What needs to be done: Copy word for word the lines from the start of the records through the line that contains "through a retry.", both included.

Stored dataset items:
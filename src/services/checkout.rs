use serde::Serialize;
use std::sync::Arc;
use tracing::info;

use super::{
    BookingLifecycle, CreateBooking, MercadoPagoClient, Notifier, PaymentReconciler, Preference,
    PreferenceParams, ServiceResult,
};
use crate::models::{Booking, BookingStatus};
use crate::store::BookingStore;

/// Who pays for a checkout.
#[derive(Debug, Clone)]
pub struct Payer {
    pub email: String,
    pub name: String,
}

#[derive(Debug, Clone, Serialize)]
pub struct Checkout {
    pub booking: Booking,
    /// Gateway redirect target; absent for free bookings.
    pub payment_url: Option<String>,
    pub preference_id: Option<String>,
}

/// Booking creation followed, when the booking is priced, by a checkout
/// preference on the gateway.
pub struct BookingFlow<S> {
    pub lifecycle: BookingLifecycle<S>,
    pub payments: PaymentReconciler<S>,
}

impl<S> Clone for BookingFlow<S> {
    fn clone(&self) -> Self {
        Self {
            lifecycle: self.lifecycle.clone(),
            payments: self.payments.clone(),
        }
    }
}

impl<S: BookingStore> BookingFlow<S> {
    pub fn new(store: Arc<S>, gateway: MercadoPagoClient, notifier: Notifier) -> Self {
        Self {
            lifecycle: BookingLifecycle::new(store.clone(), notifier.clone()),
            payments: PaymentReconciler::new(store, gateway, notifier),
        }
    }

    /// A gateway failure is returned as an error; the booking already
    /// inserted stays pending and can be paid later through a retry.
    pub async fn book(&self, request: CreateBooking, payer: &Payer) -> ServiceResult<Checkout> {
        let (booking, event) = self.lifecycle.create_for_event(request).await?;

        if booking.status != BookingStatus::Pending {
            return Ok(Checkout {
                booking,
                payment_url: None,
                preference_id: None,
            });
        }

        let Preference { id, init_point } = self
            .payments
            .create_payment_preference(&PreferenceParams {
                booking_id: booking.id,
                title: format!("Reserva: {}", event.title),
                amount: booking.total_amount,
                payer_email: payer.email.clone(),
                payer_name: payer.name.clone(),
            })
            .await?;

        info!("Booking {} awaiting payment on preference {}", booking.id, id);
        Ok(Checkout {
            booking,
            payment_url: Some(init_point),
            preference_id: Some(id),
        })
    }
}

#[cfg(test)]
mod tests {
    use super::*;
    use crate::models::event::sample_event;
    use crate::models::PaymentStatus;
    use crate::services::email::disabled_notifier;
    use crate::services::gateway::test_client;
    use crate::services::{RedirectOutcome, RedirectParams, ServiceError};
    use crate::store::memory::MemoryStore;
    use fake::faker::internet::en::SafeEmail;
    use fake::faker::name::en::Name;
    use fake::Fake;
    use serde_json::json;
    use uuid::Uuid;
    use wiremock::matchers::{body_partial_json, method, path};
    use wiremock::{Mock, MockServer, ResponseTemplate};

    fn payer() -> Payer {
        Payer {
            email: SafeEmail().fake(),
            name: Name().fake(),
        }
    }

    fn flow(store: &Arc<MemoryStore>, server: &MockServer) -> BookingFlow<MemoryStore> {
        BookingFlow::new(store.clone(), test_client(&server.uri(), 5), disabled_notifier())
    }

    fn request(event_id: Uuid, user_id: Uuid, participants: i32) -> CreateBooking {
        CreateBooking {
            event_id,
            user_id,
            participants_count: Some(participants),
            additional_info: Some(json!({ "bike_rental": true })),
        }
    }

    #[tokio::test]
    async fn free_booking_never_reaches_the_gateway() {
        let server = MockServer::start().await;
        Mock::given(method("POST"))
            .respond_with(ResponseTemplate::new(201))
            .expect(0)
            .mount(&server)
            .await;

        let store = Arc::new(MemoryStore::new());
        let event_id = store.add_event(sample_event(0.0, Some(30)));
        let user_id = store.add_user("rider@example.com", None);

        let checkout = flow(&store, &server)
            .book(request(event_id, user_id, 2), &payer())
            .await
            .unwrap();

        assert_eq!(checkout.booking.status, BookingStatus::Confirmed);
        assert_eq!(checkout.booking.payment_status, PaymentStatus::Completed);
        assert!(checkout.payment_url.is_none());
    }

    #[tokio::test]
    async fn priced_booking_opens_exactly_one_preference() {
        let server = MockServer::start().await;
        let store = Arc::new(MemoryStore::new());
        let event_id = store.add_event(sample_event(15000.0, Some(30)));
        let user_id = store.add_user("rider@example.com", None);
        let payer = payer();

        Mock::given(method("POST"))
            .and(path("/checkout/preferences"))
            .and(body_partial_json(json!({
                "items": [{ "title": "Reserva: Travesía Cerro Catedral", "unit_price": 45000.0 }],
                "payer": { "email": payer.email }
            })))
            .respond_with(ResponseTemplate::new(201).set_body_json(json!({
                "id": "pref-1",
                "init_point": "https://www.mercadopago.com.ar/checkout/v1/redirect?pref_id=pref-1"
            })))
            .expect(1)
            .mount(&server)
            .await;

        let checkout = flow(&store, &server)
            .book(request(event_id, user_id, 3), &payer)
            .await
            .unwrap();

        assert_eq!(checkout.booking.status, BookingStatus::Pending);
        assert_eq!(checkout.booking.payment_status, PaymentStatus::Pending);
        assert_eq!(checkout.preference_id.as_deref(), Some("pref-1"));

        let requests = server.received_requests().await.unwrap();
        assert_eq!(requests.len(), 1);
        let body: serde_json::Value = serde_json::from_slice(&requests[0].body).unwrap();
        assert_eq!(body["external_reference"], checkout.booking.id.to_string());
    }

    #[tokio::test]
    async fn gateway_failure_leaves_booking_pending() {
        let server = MockServer::start().await;
        Mock::given(method("POST"))
            .respond_with(ResponseTemplate::new(502))
            .mount(&server)
            .await;

        let store = Arc::new(MemoryStore::new());
        let event_id = store.add_event(sample_event(15000.0, None));
        let user_id = store.add_user("rider@example.com", None);

        let err = flow(&store, &server)
            .book(request(event_id, user_id, 1), &payer())
            .await
            .unwrap_err();

        assert!(matches!(err, ServiceError::Gateway(_)));
        let bookings = store.bookings();
        assert_eq!(bookings.len(), 1);
        assert_eq!(bookings[0].status, BookingStatus::Pending);
        assert_eq!(bookings[0].payment_status, PaymentStatus::Pending);
        assert!(store.payments().is_empty());
    }

    #[tokio::test]
    async fn full_checkout_then_approved_redirect() {
        let server = MockServer::start().await;
        Mock::given(method("POST"))
            .and(path("/checkout/preferences"))
            .respond_with(ResponseTemplate::new(201).set_body_json(json!({
                "id": "pref-2",
                "init_point": "https://www.mercadopago.com.ar/checkout/v1/redirect?pref_id=pref-2"
            })))
            .mount(&server)
            .await;

        let store = Arc::new(MemoryStore::new());
        let event_id = store.add_event(sample_event(20000.0, Some(12)));
        let user_id = store.add_user("rider@example.com", Some("Rider"));
        let flow = flow(&store, &server);

        let checkout = flow.book(request(event_id, user_id, 1), &payer()).await.unwrap();
        let query = format!(
            "payment_id=13579&status=approved&external_reference={}&preference_id=pref-2",
            checkout.booking.id
        );
        let params: RedirectParams = serde_urlencoded::from_str(&query).unwrap();

        flow.payments
            .reconcile_redirect(RedirectOutcome::Success, params)
            .await
            .unwrap();

        let booking = flow.lifecycle.find(checkout.booking.id).await.unwrap();
        assert_eq!(booking.status, BookingStatus::Confirmed);
        assert_eq!(booking.payment_status, PaymentStatus::Completed);

        let payments = flow
            .payments
            .payments_for_booking(booking.id, user_id, false)
            .await
            .unwrap();
        assert_eq!(payments.len(), 1);
        assert_eq!(payments[0].transaction_id.as_deref(), Some("13579"));
        assert_eq!(payments[0].amount, 20000.0);
    }

    #[tokio::test]
    async fn retry_creates_a_fresh_preference_for_pending_booking() {
        let server = MockServer::start().await;
        Mock::given(method("POST"))
            .and(path("/checkout/preferences"))
            .respond_with(ResponseTemplate::new(201).set_body_json(json!({
                "id": "pref-3",
                "init_point": "https://www.mercadopago.com.ar/checkout/v1/redirect?pref_id=pref-3"
            })))
            .expect(2)
            .mount(&server)
            .await;

        let store = Arc::new(MemoryStore::new());
        let event_id = store.add_event(sample_event(10000.0, None));
        let user_id = store.add_user("rider@example.com", Some("Rider"));
        let flow = flow(&store, &server);

        let checkout = flow.book(request(event_id, user_id, 1), &payer()).await.unwrap();
        let retry = flow
            .payments
            .retry_preference(checkout.booking.id, user_id, "Rider")
            .await
            .unwrap();
        assert_eq!(retry.id, "pref-3");

        let stranger = flow
            .payments
            .retry_preference(checkout.booking.id, Uuid::new_v4(), "Someone")
            .await
            .unwrap_err();
        assert!(matches!(stranger, ServiceError::BookingNotFound));
    }
}
pub mod checkout;
pub mod email;
pub mod gateway;
pub mod lifecycle;
pub mod reconciliation;

use thiserror::Error;

use crate::store::StoreError;

pub use checkout::{BookingFlow, Checkout, Payer};
pub use email::{EmailClient, EmailError, Notifier};
pub use gateway::{GatewayError, GatewayPayment, MercadoPagoClient, Preference, PreferenceParams};
pub use lifecycle::{BookingLifecycle, CreateBooking, EventAvailability};
pub use reconciliation::{PaymentReconciler, RedirectOutcome, RedirectParams, RedirectReport};

#[derive(Debug, Error)]
pub enum ServiceError {
    #[error("event not found")]
    EventNotFound,
    #[error("booking not found")]
    BookingNotFound,
    #[error("participants_count must be at least 1 (got {0})")]
    InvalidParticipants(i32),
    #[error("incomplete payment information")]
    IncompleteRedirect,
    #[error("booking has no pending payment")]
    NotPayable,
    #[error("invalid gateway payment id {0:?}")]
    InvalidPaymentId(String),
    #[error(transparent)]
    Store(#[from] StoreError),
    #[error(transparent)]
    Gateway(#[from] GatewayError),
}

pub type ServiceResult<T> = Result<T, ServiceError>;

Worked solution:
filename src/services/checkout.rs
use serde::Serialize;
use std::sync::Arc;
use tracing::info;

use super::{
    BookingLifecycle, CreateBooking, MercadoPagoClient, Notifier, PaymentReconciler, Preference,
    PreferenceParams, ServiceResult,
};
use crate::models::{Booking, BookingStatus};
use crate::store::BookingStore;

/// Who pays for a checkout.
#[derive(Debug, Clone)]
pub struct Payer {
    pub email: String,
    pub name: String,
}

#[derive(Debug, Clone, Serialize)]
pub struct Checkout {
    pub booking: Booking,
    /// Gateway redirect target; absent for free bookings.
    pub payment_url: Option<String>,
    pub preference_id: Option<String>,
}

/// Booking creation followed, when the booking is priced, by a checkout
/// preference on the gateway.
pub struct BookingFlow<S> {
    pub lifecycle: BookingLifecycle<S>,
    pub payments: PaymentReconciler<S>,
}

impl<S> Clone for BookingFlow<S> {
    fn clone(&self) -> Self {
        Self {
            lifecycle: self.lifecycle.clone(),
            payments: self.payments.clone(),
        }
    }
}

impl<S: BookingStore> BookingFlow<S> {
    pub fn new(store: Arc<S>, gateway: MercadoPagoClient, notifier: Notifier) -> Self {
        Self {
            lifecycle: BookingLifecycle::new(store.clone(), notifier.clone()),
            payments: PaymentReconciler::new(store, gateway, notifier),
        }
    }

    /// A gateway failure is returned as an error; the booking already
    /// inserted stays pending and can be paid later through a retry.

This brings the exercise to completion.